__Task brief__:
In full and without change, return each entry.

__Records__:
//! Execution adapters

pub mod paper;

pub use paper::PaperExecutor;
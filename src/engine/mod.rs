//! Decision Layer
//!
//! The rule engine turns detected wallet activity and market signals into
//! trade decisions, and owns the position book.

pub mod rule_engine;

pub use rule_engine::{EngineConfig, RuleEngine};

__Completed task__:
//! Execution adapters

pub mod paper;

pub use paper::PaperExecutor;
filename src/engine/mod.rs
//! Decision Layer
//!
//! The rule engine turns detected wallet activity and market signals into
//! trade decisions, and owns the position book.

pub mod rule_engine;

pub use rule_engine::{EngineConfig, RuleEngine};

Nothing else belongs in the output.